Ангельское происхождение искусства ясно сформулировано индуистской традицией. Согласно «Айтарейе Брахмана», каждое произведение искусства в этом мире создано благодаря подражанию искусству дева, «будь то слон из терракоты, бронзовая вещь, предмет одежды, золотой орнамент или ослиная повозка». Дева аналогичны ангелам. Христианские легенды приписывают ангельское происхождение неким чудотворным образам, которые воплощают ту же самую идею.

Дева являются определенными функциями универсального Духа, неизменными выражениями Божественной Воли. Общее для всех традиционных цивилизаций учение предписывает, что сакральное искусство должно подражать Божественному Искусству. Но следует ясно осознать, что это никоим образом не предполагает, чтобы совершенное Божественное творение, мир, каким мы его видим, было скопировано, так как это было бы чистой претензией; буквальный «натурализм» чужд сакральному искусству. Копировать нужно метод, по которому созидает Божественный Дух. Его законы следует перенести в ограниченную сферу, где человек творит как человек, т. е. в область ремесла.

* * *

Ни в одном традиционном учении идея Божественного Искусства не играет столь фундаментальной роли, как в индуизме. Ибо Майа – это не только непостижимая Божественная Сила, заставляющая мир казаться существующим помимо Божественной Реальности (и поэтому от Майи берет начало всякая дуальность и всякая иллюзия); в своем позитивном аспекте Майа является также Божественным Искусством, созидающим все формы. В принципе это не что иное, как возможность, заключенная в Беспредельном, ограничивающем Себя как объекта в своем собственном «ви́дении» вне Себя, бесконечно ограниченного. Так Бог проявляется в мире, однако в равной степени так Он не проявляется; Он самовыражается и в то же время хранит молчание.
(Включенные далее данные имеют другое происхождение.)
//! Comfort Indices and Dew Point
//!
//! ## Regimes
//!
//! Wind chill and heat index are regressions fitted to human perception
//! inside a limited envelope. Outside it they are meaningless, and the
//! meteorological convention is to report the air temperature itself:
//!
//! ```text
//!                 wind < 4.8 km/h        wind >= 4.8 km/h
//! T < 10 °C       passthrough            wind chill regression
//! T >= 10 °C      passthrough            passthrough
//!
//!                 RH < 40 %              RH >= 40 %
//! T < 26.7 °C     passthrough            passthrough
//! T >= 26.7 °C    passthrough            Rothfusz regression
//! ```
//!
//! Each formula returns an [`Estimate`] so callers can tell a computed value
//! from a passthrough; the scalar wrappers return only the number.
//!
//! Envelope thresholds are compared in Kelvin, the unit the values arrive
//! in, so a temperature sitting exactly on a threshold is never pushed
//! across it by a Celsius round trip.
//!
//! ## Dew Point
//!
//! Magnus approximation, valid to about ±0.4 °C between -45 °C and 60 °C:
//!
//! ```text
//! γ  = (a·T)/(b + T) + ln(RH)
//! Td = (b·γ)/(a - γ)          a = 17.27, b = 237.7 °C
//! ```
//!
//! RH is clamped to [0.01, 0.99] first, which keeps the logarithm finite
//! and the dew point strictly below the air temperature.

use crate::constants::physics::{
    DEW_POINT_RH_MAX, DEW_POINT_RH_MIN, HEAT_INDEX_MIN_RH_PCT, HEAT_INDEX_MIN_TEMP_C,
    KELVIN_OFFSET, MAGNUS_A, MAGNUS_B_C, ROTHFUSZ, WIND_CHILL_COEFFS, WIND_CHILL_EXPONENT,
    WIND_CHILL_MAX_TEMP_C, WIND_CHILL_MIN_WIND_KMH,
};
use crate::units::{
    celsius_to_kelvin, fahrenheit_to_kelvin, kelvin_to_celsius, kelvin_to_fahrenheit, ms_to_kmh,
    ratio_to_percent,
};

/// Wind chill applies strictly below this temperature (K)
pub const WIND_CHILL_MAX_TEMP_K: f64 = KELVIN_OFFSET + WIND_CHILL_MAX_TEMP_C;

/// Heat index applies at or above this temperature (K)
pub const HEAT_INDEX_MIN_TEMP_K: f64 = KELVIN_OFFSET + HEAT_INDEX_MIN_TEMP_C;

/// Result of a formula with an applicability envelope
#[derive(Debug, Clone, Copy, PartialEq)]
pub enum Estimate {
    /// Inside the envelope: the regression was evaluated
    Computed(f64),
    /// Outside the envelope or inputs unusable: input temperature forwarded
    Passthrough(f64),
}

impl Estimate {
    /// The number to publish
    pub fn value(self) -> f64 {
        match self {
            Estimate::Computed(v) | Estimate::Passthrough(v) => v,
        }
    }

    /// True when the regression was evaluated
    pub fn is_computed(&self) -> bool {
        matches!(self, Estimate::Computed(_))
    }
}

// ===== WIND CHILL =====

/// Wind chill with its regime
///
/// `temperature` in K, `wind_speed` in m/s.
pub fn wind_chill_estimate(temperature: f64, wind_speed: f64) -> Estimate {
    if !temperature.is_finite() || !wind_speed.is_finite() {
        return Estimate::Passthrough(temperature);
    }

    let wind_kmh = ms_to_kmh(wind_speed);
    if temperature >= WIND_CHILL_MAX_TEMP_K || wind_kmh < WIND_CHILL_MIN_WIND_KMH {
        log_trace!("wind chill passthrough: T={}K V={}km/h", temperature, wind_kmh);
        return Estimate::Passthrough(temperature);
    }

    let t = kelvin_to_celsius(temperature);
    let v = libm::pow(wind_kmh, WIND_CHILL_EXPONENT);
    let [c0, c_t, c_v, c_tv] = WIND_CHILL_COEFFS;
    let chill = c0 + c_t * t + c_v * v + c_tv * t * v;

    Estimate::Computed(celsius_to_kelvin(chill))
}

/// Wind chill temperature (K)
///
/// Equal to `temperature` outside the envelope (T >= 10 °C or wind below
/// 4.8 km/h) and whenever an input is not a finite number.
pub fn wind_chill(temperature: f64, wind_speed: f64) -> f64 {
    wind_chill_estimate(temperature, wind_speed).value()
}

// ===== HEAT INDEX =====

/// Rothfusz regression (°F) over temperature (°F) and humidity (%)
pub fn rothfusz(t: f64, rh: f64) -> f64 {
    let [c1, c2, c3, c4, c5, c6, c7, c8, c9] = ROTHFUSZ;
    let t2 = t * t;
    let rh2 = rh * rh;

    c1 + c2 * t + c3 * rh + c4 * t * rh + c5 * t2 + c6 * rh2 + c7 * t2 * rh + c8 * t * rh2
        + c9 * t2 * rh2
}

/// NWS boundary correction to the Rothfusz regression (°F, signed)
///
/// Very dry air between 80 and 112 °F reads too hot; very humid air
/// between 80 and 87 °F reads too cool.
pub fn rothfusz_adjustment(t: f64, rh: f64) -> f64 {
    if rh < 13.0 && (80.0..=112.0).contains(&t) {
        let spread = (17.0 - (t - 95.0).abs()) / 17.0;
        -((13.0 - rh) / 4.0) * libm::sqrt(spread)
    } else if rh > 85.0 && (80.0..=87.0).contains(&t) {
        ((rh - 85.0) / 10.0) * ((87.0 - t) / 5.0)
    } else {
        0.0
    }
}

/// Heat index with its regime
///
/// `temperature` in K, `humidity` as a 0-1 ratio.
pub fn heat_index_estimate(temperature: f64, humidity: f64) -> Estimate {
    if !temperature.is_finite() || !humidity.is_finite() {
        return Estimate::Passthrough(temperature);
    }

    let rh = ratio_to_percent(humidity);
    if temperature < HEAT_INDEX_MIN_TEMP_K || rh < HEAT_INDEX_MIN_RH_PCT {
        log_trace!("heat index passthrough: T={}K RH={}%", temperature, rh);
        return Estimate::Passthrough(temperature);
    }

    let t = kelvin_to_fahrenheit(temperature);
    let index = rothfusz(t, rh) + rothfusz_adjustment(t, rh);

    Estimate::Computed(fahrenheit_to_kelvin(index))
}

/// Heat index temperature (K)
///
/// Equal to `temperature` below 26.7 °C, below 40 % humidity, and whenever
/// an input is not a finite number.
pub fn heat_index(temperature: f64, humidity: f64) -> f64 {
    heat_index_estimate(temperature, humidity).value()
}

// ===== DEW POINT =====

/// Dew point with its regime
///
/// `temperature` in K, `humidity` as a 0-1 ratio.
pub fn dew_point_estimate(temperature: f64, humidity: f64) -> Estimate {
    if !temperature.is_finite() || !humidity.is_finite() {
        return Estimate::Passthrough(temperature);
    }

    let t = kelvin_to_celsius(temperature);
    let rh = humidity.clamp(DEW_POINT_RH_MIN, DEW_POINT_RH_MAX);

    let gamma = (MAGNUS_A * t) / (MAGNUS_B_C + t) + libm::log(rh);
    let dew_point = (MAGNUS_B_C * gamma) / (MAGNUS_A - gamma);

    Estimate::Computed(celsius_to_kelvin(dew_point))
}

/// Dew point temperature (K)
pub fn dew_point(temperature: f64, humidity: f64) -> f64 {
    dew_point_estimate(temperature, humidity).value()
}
Точно так же, как Абсолют объективирует, благодаря своей Майе, определенные аспекты Себя или определенные возможности, заключенные в Себе, и ограничивает их дифференциальным ви́дением, так и художник реализует в своем произведении некие аспекты самого себя; он проецирует их как бы помимо своего недифференцированного бытия. И в том смысле, что его объективация отражает тайные глубины его бытия, она примет чисто символический характер, и в то же время художник будет все более и более осознавать бездну, которая отделяет форму, зеркало его сущности, от того, что на самом деле является сущностью, в вечной ее полноте. Художник-творец знает это: моя форма существует, однако я бесконечно больше, чем она, ибо Сущность остается абсолютным Знающим, достоверностью, которую не может уловить никакая форма; но он знает также, что тот, кто самовыражается через свое произведение, в свою очередь, превосходит слабое и подверженное ошибкам «эго» человека.